**Assignment:**
Read the records below and copy each line that contains "PeriodId".

Dataset entries START

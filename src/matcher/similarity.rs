// WHY: Partial-similarity scoring for fuzzy recovery of near-spellings
// Matching blocks come from the longest-common-block recursion, so scores are
// stable across platforms and independent of hashing order

use std::collections::HashMap;

/// Sequences at least this long drop "popular" elements from the block index
const AUTOJUNK_MIN_LEN: usize = 200;

/// Block score above which a partial alignment counts as a perfect hit
const PERFECT_BLOCK_RATIO: f64 = 0.995;

/// Contiguous run where `a[a_start..a_start + size] == b[b_start..b_start + size]`
#[derive(Debug, Clone, Copy, PartialEq, Eq, PartialOrd, Ord)]
struct Block {
    a_start: usize,
    b_start: usize,
    size: usize,
}

/// Longest-common-block matcher over two char sequences
struct SequenceMatcher<'a> {
    a: &'a [char],
    b: &'a [char],
    /// Positions of each element of `b`, ascending
    b2j: HashMap<char, Vec<usize>>,
}

impl<'a> SequenceMatcher<'a> {
    fn new(a: &'a [char], b: &'a [char]) -> Self {
        let mut b2j: HashMap<char, Vec<usize>> = HashMap::new();
        for (j, &ch) in b.iter().enumerate() {
            b2j.entry(ch).or_default().push(j);
        }

        if b.len() >= AUTOJUNK_MIN_LEN {
            let max_occurrences = b.len() / 100 + 1;
            b2j.retain(|_, positions| positions.len() <= max_occurrences);
        }

        Self { a, b, b2j }
    }

    /// Longest matching block in `a[alo..ahi]` x `b[blo..bhi]`
    ///
    /// Ties resolve to the earliest start in `a`, then the earliest in `b`.
    fn find_longest_match(&self, alo: usize, ahi: usize, blo: usize, bhi: usize) -> Block {
        let (mut best_i, mut best_j, mut best_size) = (alo, blo, 0);

        // j2len[j] = length of the longest match ending at a[i - 1] and b[j]
        let mut j2len: HashMap<usize, usize> = HashMap::new();
        for i in alo..ahi {
            let mut next_j2len = HashMap::new();
            if let Some(positions) = self.b2j.get(&self.a[i]) {
                for &j in positions {
                    if j < blo {
                        continue;
                    }
                    if j >= bhi {
                        break;
                    }
                    let k = j
                        .checked_sub(1)
                        .and_then(|prev| j2len.get(&prev))
                        .copied()
                        .unwrap_or(0)
                        + 1;
                    next_j2len.insert(j, k);
                    if k > best_size {
                        best_i = i + 1 - k;
                        best_j = j + 1 - k;
                        best_size = k;
                    }
                }
            }
            j2len = next_j2len;
        }

        // Popular elements were left out of the index; grow the block over them
        while best_i > alo && best_j > blo && self.a[best_i - 1] == self.b[best_j - 1] {
            best_i -= 1;
            best_j -= 1;
            best_size += 1;
        }
        while best_i + best_size < ahi
            && best_j + best_size < bhi
            && self.a[best_i + best_size] == self.b[best_j + best_size]
        {
            best_size += 1;
        }

        Block {
            a_start: best_i,
            b_start: best_j,
            size: best_size,
        }
    }

    /// Non-adjacent matching blocks in ascending order, terminated by a
    /// zero-size sentinel at `(len(a), len(b))`
    fn matching_blocks(&self) -> Vec<Block> {
        let mut pending = vec![(0, self.a.len(), 0, self.b.len())];
        let mut blocks = Vec::new();

        while let Some((alo, ahi, blo, bhi)) = pending.pop() {
            let block = self.find_longest_match(alo, ahi, blo, bhi);
            if block.size == 0 {
                continue;
            }
            blocks.push(block);
            if alo < block.a_start && blo < block.b_start {
                pending.push((alo, block.a_start, blo, block.b_start));
            }
            if block.a_start + block.size < ahi && block.b_start + block.size < bhi {
                pending.push((block.a_start + block.size, ahi, block.b_start + block.size, bhi));
            }
        }
        blocks.sort_unstable();

        let mut merged: Vec<Block> = Vec::with_capacity(blocks.len() + 1);
        for block in blocks {
            if let Some(last) = merged.last_mut() {
                if last.a_start + last.size == block.a_start
                    && last.b_start + last.size == block.b_start
                {
                    last.size += block.size;
                    continue;
                }
            }
            merged.push(block);
        }
        merged.push(Block {
            a_start: self.a.len(),
            b_start: self.b.len(),
            size: 0,
        });
        merged
    }

    fn ratio(&self) -> f64 {
        let total = self.a.len() + self.b.len();
        if total == 0 {
            return 1.0;
        }
        let matches: usize = self.matching_blocks().iter().map(|block| block.size).sum();
        2.0 * matches as f64 / total as f64
    }
}

/// Similarity of two strings in `[0, 1]`: `2 * matched / (len(a) + len(b))`
pub fn ratio(a: &str, b: &str) -> f64 {
    let a: Vec<char> = a.chars().collect();
    let b: Vec<char> = b.chars().collect();
    SequenceMatcher::new(&a, &b).ratio()
}

/// Best-alignment similarity of the shorter string inside the longer one, 0-100
///
/// Every matching block anchors a slice of the longer string as wide as the
/// shorter one; the best-scoring slice wins. Comparison is case-sensitive,
/// so callers lowercase both sides first.
pub fn partial_ratio(s1: &str, s2: &str) -> u8 {
    if s1 == s2 {
        return 100;
    }

    let a: Vec<char> = s1.chars().collect();
    let b: Vec<char> = s2.chars().collect();
    if a.is_empty() || b.is_empty() {
        return 0;
    }

    let (shorter, longer) = if a.len() <= b.len() { (&a, &b) } else { (&b, &a) };

    let mut best = 0.0_f64;
    for block in SequenceMatcher::new(shorter, longer).matching_blocks() {
        let long_start = block.b_start.saturating_sub(block.a_start);
        let long_end = (long_start + shorter.len()).min(longer.len());
        let window = &longer[long_start..long_end];

        let score = SequenceMatcher::new(shorter, window).ratio();
        if score > PERFECT_BLOCK_RATIO {
            return 100;
        }
        best = best.max(score);
    }

    (100.0 * best).round_ties_even() as u8
}

#[cfg(test)]
mod tests {
    use super::*;

    fn chars(s: &str) -> Vec<char> {
        s.chars().collect()
    }

    #[test]
    fn test_ratio_known_values() {
        assert!((ratio("kitten", "sitting") - 8.0 / 13.0).abs() < 1e-12);
        assert!((ratio("abcd", "bcde") - 0.75).abs() < 1e-12);
        assert_eq!(ratio("", ""), 1.0);
        assert_eq!(ratio("abc", ""), 0.0);
    }

    #[test]
    fn test_matching_blocks_sentinel_and_merge() {
        let a = chars("abxcd");
        let b = chars("abcd");
        let blocks = SequenceMatcher::new(&a, &b).matching_blocks();
        assert_eq!(
            blocks,
            vec![
                Block { a_start: 0, b_start: 0, size: 2 },
                Block { a_start: 3, b_start: 2, size: 2 },
                Block { a_start: 5, b_start: 4, size: 0 },
            ]
        );
    }

    #[test]
    fn test_longest_match_prefers_earliest() {
        let a = chars("ab");
        let b = chars("xabab");
        let block = SequenceMatcher::new(&a, &b).find_longest_match(0, 2, 0, 5);
        assert_eq!(block, Block { a_start: 0, b_start: 1, size: 2 });
    }

    #[test]
    fn test_partial_ratio_identity_and_empty() {
        assert_eq!(partial_ratio("x", "x"), 100);
        assert_eq!(partial_ratio("", ""), 100);
        assert_eq!(partial_ratio("", "x"), 0);
        assert_eq!(partial_ratio("x", ""), 0);
    }

    #[test]
    fn test_partial_ratio_substring_is_perfect() {
        assert_eq!(partial_ratio("bathroom", "bathrooms"), 100);
        assert_eq!(partial_ratio("toilet", "the toilettes"), 100);
    }

    #[test]
    fn test_partial_ratio_near_spellings() {
        assert_eq!(partial_ratio("parking", "parkng "), 86);
        assert_eq!(partial_ratio("parking", "parkinn"), 86);
        assert_eq!(partial_ratio("playground", "play groun"), 90);
        assert_eq!(partial_ratio("playground", "playgrund "), 90);
        assert_eq!(partial_ratio("bicycle", "bicycel"), 86);
        assert_eq!(partial_ratio("kitten", "sitting"), 67);
        assert_eq!(partial_ratio("abc", "abd"), 67);
    }

    #[test]
    fn test_partial_ratio_is_symmetric_in_length_order() {
        assert_eq!(partial_ratio("bathrooms", "bathroom"), partial_ratio("bathroom", "bathrooms"));
    }

    #[test]
    fn test_partial_ratio_case_sensitive() {
        assert!(partial_ratio("parking", "PARKING") < 85);
    }

    #[test]
    fn test_autojunk_long_sequence() {
        // 'a' occurs far more than len/100 + 1 times and is dropped from the index,
        // but block extension still recovers the full match
        let long = "a".repeat(250);
        let short = "a".repeat(10);
        assert_eq!(partial_ratio(&short, &long), 100);
    }
}
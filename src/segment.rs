//! Structural segmentation of a user's bulletin into named sections.
//!
//! A bulletin is a flat run of top-level `<body>` children. Sections start at
//! heading elements (`h1`..`h6`) and at the element holding the
//! `<a name="footer">` anchor, and run up to the next such element. The
//! machine name of a section is the `name` attribute of the first child of
//! its opening element; its display title is that element's text:
//!
//! ```text
//! <body>
//!   <p>Hello</p>                          ← greeting (implicit)
//!   <h2><a name="news"></a>NEWS</h2>      ← news
//!   <table>…</table>
//!   <h2><a name="jobs"></a>Jobs</h2>      ← jobs
//!   <div>…</div>
//!   <p><a name="footer"></a>Bye</p>       ← footer, runs to the end
//!   <sub>…</sub>
//! </body>
//! ```
//!
//! Before parsing, every `<period>:<user>` token is rewritten to
//! `<period>:web` so that sections which only differ by the viewer's own
//! identifier compare equal across users.
//!
//! Segmentation is pure. [`segment`] returns the ordered sections and the
//! caller commits them with [`ResultSet::commit_sections`].
//!
//! [`ResultSet::commit_sections`]: crate::models::ResultSet::commit_sections

use std::collections::HashSet;

use scraper::{ElementRef, Html, Selector};

use crate::error::{IngestError, Result};
use crate::models::{Classification, PeriodId, Section};

const HEAD_MARKER: &str = "<head>";
const GREETING: &str = "greeting";
const FOOTER: &str = "footer";
const GREETING_ANCHOR: &str = r#"<a name="greeting"></a>"#;

const ALWAYS_COMMON: [&str; 4] = ["greeting", "news", "usage", "footer"];
const PROBLEMS_SUFFIX: &str = "_problems";
const COMMON_SUFFIXES: [&str; 2] = ["_metrics", PROBLEMS_SUFFIX];

/// Replaces the viewer's self-references with the neutral `web` identity.
pub fn normalize_tokens(content: &str, period: PeriodId, user: &str) -> String {
    content.replace(&format!("{}:{}", period, user), &format!("{}:web", period))
}

/// The set of machine names whose sections are shared by all users.
#[derive(Debug, Clone)]
pub struct CommonNames {
    exact: HashSet<String>,
}

impl CommonNames {
    /// Builds the set for one document: the fixed names, plus `X` for every
    /// anchor named `X_problems`.
    pub fn from_document(doc: &Html) -> Result<Self> {
        let mut exact: HashSet<String> = ALWAYS_COMMON.iter().map(|s| s.to_string()).collect();
        for anchor in doc.select(&selector(r#"a[name$="_problems"]"#)?) {
            if let Some(name) = anchor.value().attr("name") {
                let prefix = name.strip_suffix(PROBLEMS_SUFFIX).unwrap_or(name);
                exact.insert(prefix.to_string());
            }
        }
        Ok(Self { exact })
    }

    pub fn contains(&self, name: &str) -> bool {
        self.exact.contains(name)
    }

    pub fn classify(&self, machine_name: &str) -> Classification {
        if self.exact.contains(machine_name)
            || COMMON_SUFFIXES.iter().any(|s| machine_name.ends_with(s))
        {
            Classification::Common
        } else {
            Classification::UserSpecific
        }
    }
}

fn selector(css: &str) -> Result<Selector> {
    Selector::parse(css).map_err(|e| IngestError::Html(format!("{}: {:?}", css, e)))
}

/// Splits one user's bulletin into its ordered sections.
///
/// `header` is the raw header blob (mail headers followed by `<head>…`),
/// `body` the mail body. Fails if the header has no `<head>` marker, or if a
/// section boundary carries no machine name.
pub fn segment(header: &str, body: &str, period: PeriodId, user: &str) -> Result<Vec<Section>> {
    let head_at = header
        .find(HEAD_MARKER)
        .ok_or_else(|| IngestError::HeaderMarkerMissing {
            user: user.to_string(),
        })?;
    let mut content = String::with_capacity(header.len() - head_at + body.len());
    content.push_str(&header[head_at..]);
    content.push_str(body);
    let content = normalize_tokens(&content, period, user);

    let doc = Html::parse_document(&content);
    let common = CommonNames::from_document(&doc)?;

    let mut breakpoints: HashSet<_> = doc
        .select(&selector("h1, h2, h3, h4, h5, h6")?)
        .map(|heading| heading.id())
        .collect();
    for anchor in doc.select(&selector(r#"a[name="footer"]"#)?) {
        if let Some(parent) = anchor.parent() {
            breakpoints.insert(parent.id());
        }
    }

    let Some(body_el) = doc.select(&selector("body")?).next() else {
        return Ok(Vec::new());
    };
    let children: Vec<ElementRef<'_>> = body_el.children().filter_map(ElementRef::wrap).collect();
    if children.is_empty() {
        return Ok(Vec::new());
    }

    let mut sections = Vec::new();
    let mut start = 0;
    let mut machine_name = GREETING.to_string();
    let mut title = "Greeting".to_string();

    loop {
        let is_footer = machine_name == FOOTER;
        let end = if is_footer {
            children.len()
        } else {
            children[start + 1..]
                .iter()
                .position(|el| breakpoints.contains(&el.id()))
                .map_or(children.len(), |offset| start + 1 + offset)
        };

        let mut html = String::new();
        for (idx, el) in children.iter().enumerate().take(end).skip(start) {
            if idx == 0 {
                html.push_str(&with_greeting_anchor(el));
            } else {
                html.push_str(&el.html());
            }
        }
        if is_footer {
            title = "Footer".to_string();
        }

        sections.push(Section {
            classification: common.classify(&machine_name),
            machine_name: machine_name.clone(),
            title: std::mem::take(&mut title),
            html,
        });

        if is_footer {
            break;
        }

        let missing = || IngestError::MachineNameMissing {
            user: user.to_string(),
            after: machine_name.clone(),
        };
        let next = children.get(end).ok_or_else(missing)?;
        let next_name = next
            .children()
            .find_map(ElementRef::wrap)
            .and_then(|first| first.value().attr("name"))
            .ok_or_else(missing)?
            .to_string();

        title = next.text().collect();
        machine_name = next_name;
        start = end;
    }

    Ok(sections)
}

/// Serializes `el` with a `greeting` anchor inserted as its first child.
fn with_greeting_anchor(el: &ElementRef<'_>) -> String {
    let outer = el.html();
    let inner = el.inner_html();
    let close = format!("</{}>", el.value().name());
    match outer
        .strip_suffix(close.as_str())
        .and_then(|rest| rest.strip_suffix(inner.as_str()))
    {
        Some(open) => format!("{}{}{}{}", open, GREETING_ANCHOR, inner, close),
        // void element, nothing to nest into
        None => format!("{}{}", GREETING_ANCHOR, outer),
    }
}
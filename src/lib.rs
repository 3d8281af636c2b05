//! # Report Harness
//!
//! Ingests periodic archives of personalized HTML report bulletins and serves
//! per-user views of them.
//!
//! Each period's archive holds one bulletin per user. Bulletins are split
//! into named sections; sections that are the same for everyone are stored
//! once in a content-addressed table, the rest are kept per user.
//!
//! ## Architecture
//!
//! ```text
//! ┌─────────────┐   ┌──────────────┐   ┌────────────┐   ┌──────────┐
//! │   Archive   │──▶│ Reconstructor│──▶│ Segmenter  │──▶│  Store   │
//! │ tar.gz/dir  │   │  per user    │   │  sections  │   │ dedup +  │
//! └─────────────┘   └──────────────┘   └────────────┘   │ periods  │
//!        ▲                                               └────┬─────┘
//!        │ <id>.tar.gz.renew                                  │
//!   ┌─────────┐                                          ┌────▼─────┐
//!   │ watcher │                                          │   HTTP   │
//!   └─────────┘                                          │  (query) │
//!                                                        └──────────┘
//! ```
//!
//! ## Quick Start
//!
//! ```bash
//! reportd load                  # ingest every archive once, print a summary
//! reportd dump > results.json   # ingest and print the result set
//! reportd serve                 # ingest, watch for reloads, serve HTTP
//! ```
//!
//! ## Modules
//!
//! | Module | Purpose |
//! |--------|---------|
//! | [`config`] | TOML configuration parsing |
//! | [`error`] | Ingestion error taxonomy |
//! | [`models`] | Core data types and the dedup table |
//! | [`traits`] | Archive source abstraction |
//! | [`source_tar`] | Gzip tarball archives |
//! | [`source_dir`] | Directory archives |
//! | [`reconstruct`] | Entry stream → per-user records |
//! | [`segment`] | Bulletin → classified sections |
//! | [`store`] | Locked process-wide result store |
//! | [`ingest`] | Period ingestion and bulk load |
//! | [`watch`] | Reload triggers |
//! | [`auth`] | Caller identity |
//! | [`query`] | Access-filtered read views |
//! | [`server`] | HTTP API |

pub mod auth;
pub mod config;
pub mod error;
pub mod ingest;
pub mod models;
pub mod query;
pub mod reconstruct;
pub mod segment;
pub mod server;
pub mod source_dir;
pub mod source_tar;
pub mod store;
pub mod traits;
pub mod watch;
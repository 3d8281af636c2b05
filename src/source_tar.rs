//! Gzip-compressed tar archive source.
//!
//! Entries are yielded in the order they were written to the archive, which
//! is the order the report generator added the files.

use std::fs::File;
use std::io::BufReader;
use std::path::{Path, PathBuf};

use flate2::read::GzDecoder;
use tar::Archive;

use crate::error::{IngestError, Result};
use crate::traits::{ArchiveEntry, ArchiveSource};

pub struct TarballSource {
    path: PathBuf,
    archive: Archive<GzDecoder<BufReader<File>>>,
}

impl TarballSource {
    pub fn open(path: &Path) -> Result<Self> {
        let file = File::open(path).map_err(|source| IngestError::ArchiveOpen {
            path: path.to_path_buf(),
            source,
        })?;
        Ok(Self {
            path: path.to_path_buf(),
            archive: Archive::new(GzDecoder::new(BufReader::new(file))),
        })
    }
}

impl ArchiveSource for TarballSource {
    fn kind(&self) -> &'static str {
        "tarball"
    }

    fn location(&self) -> &Path {
        &self.path
    }

    fn for_each_entry(
        &mut self,
        visit: &mut dyn FnMut(ArchiveEntry<'_>) -> Result<()>,
    ) -> Result<()> {
        let entries = self
            .archive
            .entries()
            .map_err(|source| IngestError::ArchiveOpen {
                path: self.path.clone(),
                source,
            })?;

        for entry in entries {
            let mut entry = entry.map_err(IngestError::ArchiveRead)?;
            if entry.header().entry_type().is_dir() {
                continue;
            }
            let name = {
                let path = entry.path().map_err(IngestError::ArchiveRead)?;
                let name = path.to_string_lossy();
                name.strip_prefix("./").unwrap_or(&*name).to_string()
            };
            visit(ArchiveEntry {
                name,
                payload: &mut entry,
            })?;
        }

        Ok(())
    }
}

Dataset entries END

**Expected output:**
use crate::models::{Classification, PeriodId, Section};
pub fn normalize_tokens(content: &str, period: PeriodId, user: &str) -> String {
pub fn segment(header: &str, body: &str, period: PeriodId, user: &str) -> Result<Vec<Section>> {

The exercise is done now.